TRAPPER CREEK — A mid-air collision near here has killed four people Saturday afternoon on board a small aircraft.

Mat-Su Borough Director of Emergency Services Dennis Brodigan said crews were called at 2:13 p.m., Saturday to respond to the Amber Lake area where one of the two planes involved, a 1959 Cessna 180B, crashed after the mid-air collision and caught fire near Mile 12 of Oil Well Road off of Petersville Road.

Brodigan said the first responders on scene walked from the road to the crash scene, but had no firefighting gear to quell the flames.

A second set of rescuers from Trapper Creek used all-terrain vehicles to reach the crash site and carried fire extinguishers they used to douse the flames, he said.

The fixed-wing, single-engine aircraft can carry four people, Alaska State Troopers spokesperson Megan Peters said Saturday afternoon. She later confirmed that four people had died, and troopers are waiting for positive identification from the state Medical Examiner’s Office before their names are released.

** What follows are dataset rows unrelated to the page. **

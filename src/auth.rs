use base64::engine::general_purpose::URL_SAFE_NO_PAD;
use base64::Engine;
use hmac::{Hmac, Mac};
use sha2::{Digest, Sha256};
use uuid::Uuid;

pub const SESSION_COOKIE_NAME: &str = "rdgrab_session";

const HASH_METHOD: &str = "sha256";

type HmacSha256 = Hmac<Sha256>;

/// Produces a `sha256$<salt>$<digest>` string with a fresh random salt.
pub fn hash_password(password: &str) -> String {
    let salt = Uuid::new_v4().simple().to_string();
    let digest = salted_digest(&salt, password);
    format!("{HASH_METHOD}${salt}${digest}")
}

/// Checks a password against a stored hash. Malformed stored values fail
/// verification rather than erroring.
pub fn verify_password(password: &str, stored: &str) -> bool {
    let mut parts = stored.splitn(3, '$');
    let (Some(method), Some(salt), Some(digest)) = (parts.next(), parts.next(), parts.next())
    else {
        return false;
    };
    if method != HASH_METHOD {
        return false;
    }
    salted_digest(salt, password) == digest
}

fn salted_digest(salt: &str, password: &str) -> String {
    let mut hasher = Sha256::new();
    hasher.update(format!("{salt}:{password}"));
    format!("{:x}", hasher.finalize())
}

pub fn sign_session_token(username: &str, secret: &str) -> String {
    let timestamp = chrono::Utc::now().timestamp().to_string();
    let data = format!("{username}:{timestamp}");

    let mut mac = HmacSha256::new_from_slice(secret.as_bytes()).expect("hmac key init failed");
    mac.update(data.as_bytes());
    let signature = URL_SAFE_NO_PAD.encode(mac.finalize().into_bytes());

    URL_SAFE_NO_PAD.encode(format!("{data}:{signature}").as_bytes())
}

pub fn verify_session_token(token: &str, secret: &str, max_age_seconds: i64) -> Option<String> {
    let decoded = URL_SAFE_NO_PAD.decode(token).ok()?;
    let decoded = String::from_utf8(decoded).ok()?;

    let mut parts = decoded.rsplitn(3, ':');
    let signature = parts.next()?;
    let timestamp = parts.next()?;
    let username = parts.next()?;

    let ts = timestamp.parse::<i64>().ok()?;
    let now = chrono::Utc::now().timestamp();
    if now - ts > max_age_seconds {
        return None;
    }

    let data = format!("{username}:{timestamp}");
    let mut mac = HmacSha256::new_from_slice(secret.as_bytes()).ok()?;
    mac.update(data.as_bytes());
    let expected = URL_SAFE_NO_PAD.encode(mac.finalize().into_bytes());

    if expected == signature {
        Some(username.to_string())
    } else {
        None
    }
}

#[cfg(test)]
mod tests {
    use super::*;

    #[test]
    fn password_roundtrip() {
        let stored = hash_password("ADM2024");
        assert!(stored.starts_with("sha256$"));
        assert!(verify_password("ADM2024", &stored));
        assert!(!verify_password("adm2024", &stored));
        assert!(!verify_password("", &stored));
    }

    #[test]
    fn distinct_salts_per_hash() {
        let a = hash_password("same");
        let b = hash_password("same");
        assert_ne!(a, b);
        assert!(verify_password("same", &a));
        assert!(verify_password("same", &b));
    }

    #[test]
    fn malformed_stored_hash_fails_closed() {
        assert!(!verify_password("pw", ""));
        assert!(!verify_password("pw", "sha256$missingdigest"));
        assert!(!verify_password("pw", "md5$salt$deadbeef"));
        assert!(!verify_password("pw", "not a hash at all"));
    }

    #[test]
    fn session_token_roundtrip() {
        let token = sign_session_token("admin", "secret");
        assert_eq!(
            verify_session_token(&token, "secret", 3600),
            Some("admin".to_string())
        );
    }

    #[test]
    fn session_token_rejects_wrong_secret() {
        let token = sign_session_token("admin", "secret");
        assert_eq!(verify_session_token(&token, "other", 3600), None);
    }

    #[test]
    fn session_token_expires() {
        let token = sign_session_token("admin", "secret");
        assert_eq!(verify_session_token(&token, "secret", -1), None);
    }

    #[test]
    fn session_token_rejects_tampering() {
        let token = sign_session_token("admin", "secret");
        let decoded = URL_SAFE_NO_PAD.decode(&token).unwrap();
        let forged = String::from_utf8(decoded)
            .unwrap()
            .replacen("admin", "root", 1);
        let forged = URL_SAFE_NO_PAD.encode(forged.as_bytes());
        assert_eq!(verify_session_token(&forged, "secret", 3600), None);
    }

    #[test]
    fn usernames_with_colons_survive_signing() {
        let token = sign_session_token("a:b:c", "secret");
        assert_eq!(
            verify_session_token(&token, "secret", 3600),
            Some("a:b:c".to_string())
        );
    }
}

Peters said the identity of the plane’s owner, determined by its tail number, has not been released pending notification of next of kin.

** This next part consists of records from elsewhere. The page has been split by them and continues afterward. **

use std::collections::{BTreeMap, HashSet};
use std::fs;
use std::path::{Path, PathBuf};

use anyhow::{Context, Result};
use serde::de::DeserializeOwned;
use serde::Serialize;
use tokio::sync::Mutex;

use crate::auth::{hash_password, verify_password};
use crate::models::SettingsDocument;

/// Username to salted password hash, persisted as a JSON object.
pub struct AuthStore {
    path: PathBuf,
    users: Mutex<BTreeMap<String, String>>,
}

impl AuthStore {
    pub fn open(path: impl Into<PathBuf>) -> Result<Self> {
        let path = path.into();
        let users = read_json(&path)?.unwrap_or_default();
        Ok(Self {
            path,
            users: Mutex::new(users),
        })
    }

    /// Seeds the admin account when the store is empty. Returns true when the
    /// account was created on this call.
    pub async fn ensure_user(&self, username: &str, default_password: &str) -> Result<bool> {
        let mut users = self.users.lock().await;
        if !users.is_empty() {
            return Ok(false);
        }
        users.insert(username.to_string(), hash_password(default_password));
        write_json_atomic(&self.path, &*users)?;
        Ok(true)
    }

    /// Unknown usernames and wrong passwords both return false so callers
    /// cannot tell them apart.
    pub async fn verify(&self, username: &str, password: &str) -> bool {
        let users = self.users.lock().await;
        users
            .get(username)
            .map(|stored| verify_password(password, stored))
            .unwrap_or(false)
    }

    pub async fn set_password(&self, username: &str, new_password: &str) -> Result<()> {
        let mut users = self.users.lock().await;
        users.insert(username.to_string(), hash_password(new_password));
        write_json_atomic(&self.path, &*users)
    }
}

/// Feed list, Real-Debrid API key and the passive `api_methods` object.
pub struct SettingsStore {
    path: PathBuf,
    doc: Mutex<SettingsDocument>,
}

impl SettingsStore {
    pub fn open(path: impl Into<PathBuf>) -> Result<Self> {
        let path = path.into();
        let doc = read_json(&path)?.unwrap_or_default();
        Ok(Self {
            path,
            doc: Mutex::new(doc),
        })
    }

    pub async fn snapshot(&self) -> SettingsDocument {
        self.doc.lock().await.clone()
    }

    pub async fn feeds(&self) -> Vec<String> {
        self.doc.lock().await.feeds.clone()
    }

    /// Appends a feed URL unless it is already present. Returns true when the
    /// list changed.
    pub async fn add_feed(&self, url: &str) -> Result<bool> {
        let mut doc = self.doc.lock().await;
        if doc.feeds.iter().any(|existing| existing == url) {
            return Ok(false);
        }
        doc.feeds.push(url.to_string());
        write_json_atomic(&self.path, &*doc)?;
        Ok(true)
    }

    /// Removes the feed at `index`, preserving the order of the rest. An
    /// out-of-range index is a no-op returning None.
    pub async fn remove_feed(&self, index: usize) -> Result<Option<String>> {
        let mut doc = self.doc.lock().await;
        if index >= doc.feeds.len() {
            return Ok(None);
        }
        let removed = doc.feeds.remove(index);
        write_json_atomic(&self.path, &*doc)?;
        Ok(Some(removed))
    }

    pub async fn rd_api_key(&self) -> String {
        self.doc.lock().await.rd_api_key.clone()
    }

    pub async fn set_rd_api_key(&self, key: &str) -> Result<()> {
        let mut doc = self.doc.lock().await;
        doc.rd_api_key = key.to_string();
        write_json_atomic(&self.path, &*doc)
    }
}

/// Magnet links already submitted, persisted as a JSON array and used as a
/// set for duplicate suppression.
pub struct SeenStore {
    path: PathBuf,
    magnets: Mutex<HashSet<String>>,
}

impl SeenStore {
    pub fn open(path: impl Into<PathBuf>) -> Result<Self> {
        let path = path.into();
        let magnets = read_json(&path)?.unwrap_or_default();
        Ok(Self {
            path,
            magnets: Mutex::new(magnets),
        })
    }

    pub async fn contains(&self, magnet: &str) -> bool {
        self.magnets.lock().await.contains(magnet)
    }

    /// Records a magnet as submitted. Returns false when it was already
    /// known, in which case nothing is written.
    pub async fn record(&self, magnet: &str) -> Result<bool> {
        let mut magnets = self.magnets.lock().await;
        if !magnets.insert(magnet.to_string()) {
            return Ok(false);
        }
        write_json_atomic(&self.path, &*magnets)?;
        Ok(true)
    }

    pub async fn len(&self) -> usize {
        self.magnets.lock().await.len()
    }
}

fn read_json<T: DeserializeOwned>(path: &Path) -> Result<Option<T>> {
    if !path.exists() {
        return Ok(None);
    }
    let raw =
        fs::read_to_string(path).with_context(|| format!("failed reading {}", path.display()))?;
    let value = serde_json::from_str(&raw)
        .with_context(|| format!("failed parsing {}", path.display()))?;
    Ok(Some(value))
}

/// Serializes to a sibling temp file and renames it over the target so a
/// crash mid-write never leaves a truncated document.
fn write_json_atomic<T: Serialize>(path: &Path, value: &T) -> Result<()> {
    if let Some(parent) = path.parent() {
        if !parent.as_os_str().is_empty() {
            fs::create_dir_all(parent)
                .with_context(|| format!("failed creating {}", parent.display()))?;
        }
    }

    let encoded = serde_json::to_string_pretty(value).context("failed encoding json")?;
    let tmp = temp_path(path);
    fs::write(&tmp, encoded).with_context(|| format!("failed writing {}", tmp.display()))?;
    fs::rename(&tmp, path).with_context(|| format!("failed replacing {}", path.display()))?;
    Ok(())
}

fn temp_path(path: &Path) -> PathBuf {
    let mut name = path
        .file_name()
        .map(|n| n.to_os_string())
        .unwrap_or_else(|| "store".into());
    name.push(".tmp");
    path.with_file_name(name)
}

The pilot of the second plane involved — as well as multiple people on the ground — called 911 to report the crash, Brodigan said.

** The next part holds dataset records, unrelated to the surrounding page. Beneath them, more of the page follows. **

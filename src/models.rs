use serde::{Deserialize, Serialize};
use serde_json::{Map as JsonMap, Value};

/// On-disk shape of `settings.json`. Feed order is insertion order and is
/// preserved across rewrites; `api_methods` is carried for compatibility but
/// nothing reads it.
#[derive(Debug, Clone, Default, Serialize, Deserialize)]
pub struct SettingsDocument {
    #[serde(default)]
    pub feeds: Vec<String>,
    #[serde(default)]
    pub rd_api_key: String,
    #[serde(default)]
    pub api_methods: JsonMap<String, Value>,
}

/// Counters for one polling cycle, returned by the manual refresh endpoint
/// and logged after each scheduled run.
#[derive(Debug, Clone, Copy, Default, Serialize)]
pub struct PollSummary {
    pub feeds_checked: usize,
    pub feeds_failed: usize,
    pub entries_seen: usize,
    pub submitted: usize,
    pub skipped_seen: usize,
    pub skipped_cached: usize,
    pub failed: usize,
}

impl PollSummary {
    pub fn total_skipped(&self) -> usize {
        self.skipped_seen + self.skipped_cached
    }
}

Peters said despite extensive damage to the second plane, the pilot — who was uninjured and that plane’s sole passenger — managed to fly back to Anchorage and land safely at Ted Stevens International Airport at about 3:30 p.m.

That plane is a Cessna 206 registered to Eagle River resident Kevin W. Earp, according to the Federal Aviation Administration’s tail number registry. Peters later confirmed Earp was piloting the plane at the time of the collision.

Anchorage Airport police and fire rescue personnel were staged at the runway with a crash response team, troopers say. AST reports the cause and circumstances surrounding the crash are under investigation and that the National Transportation Safety Board and FAA are responding to the scene.

Brodigan said the incident happened in an area of the borough with no firefighting service, but the Division of Forestry was called in case the fire spread from the plane into the surrounding wilderness.

“The aviation community is very small up here,” Brodigan said. “This is going to affect a lot of people.”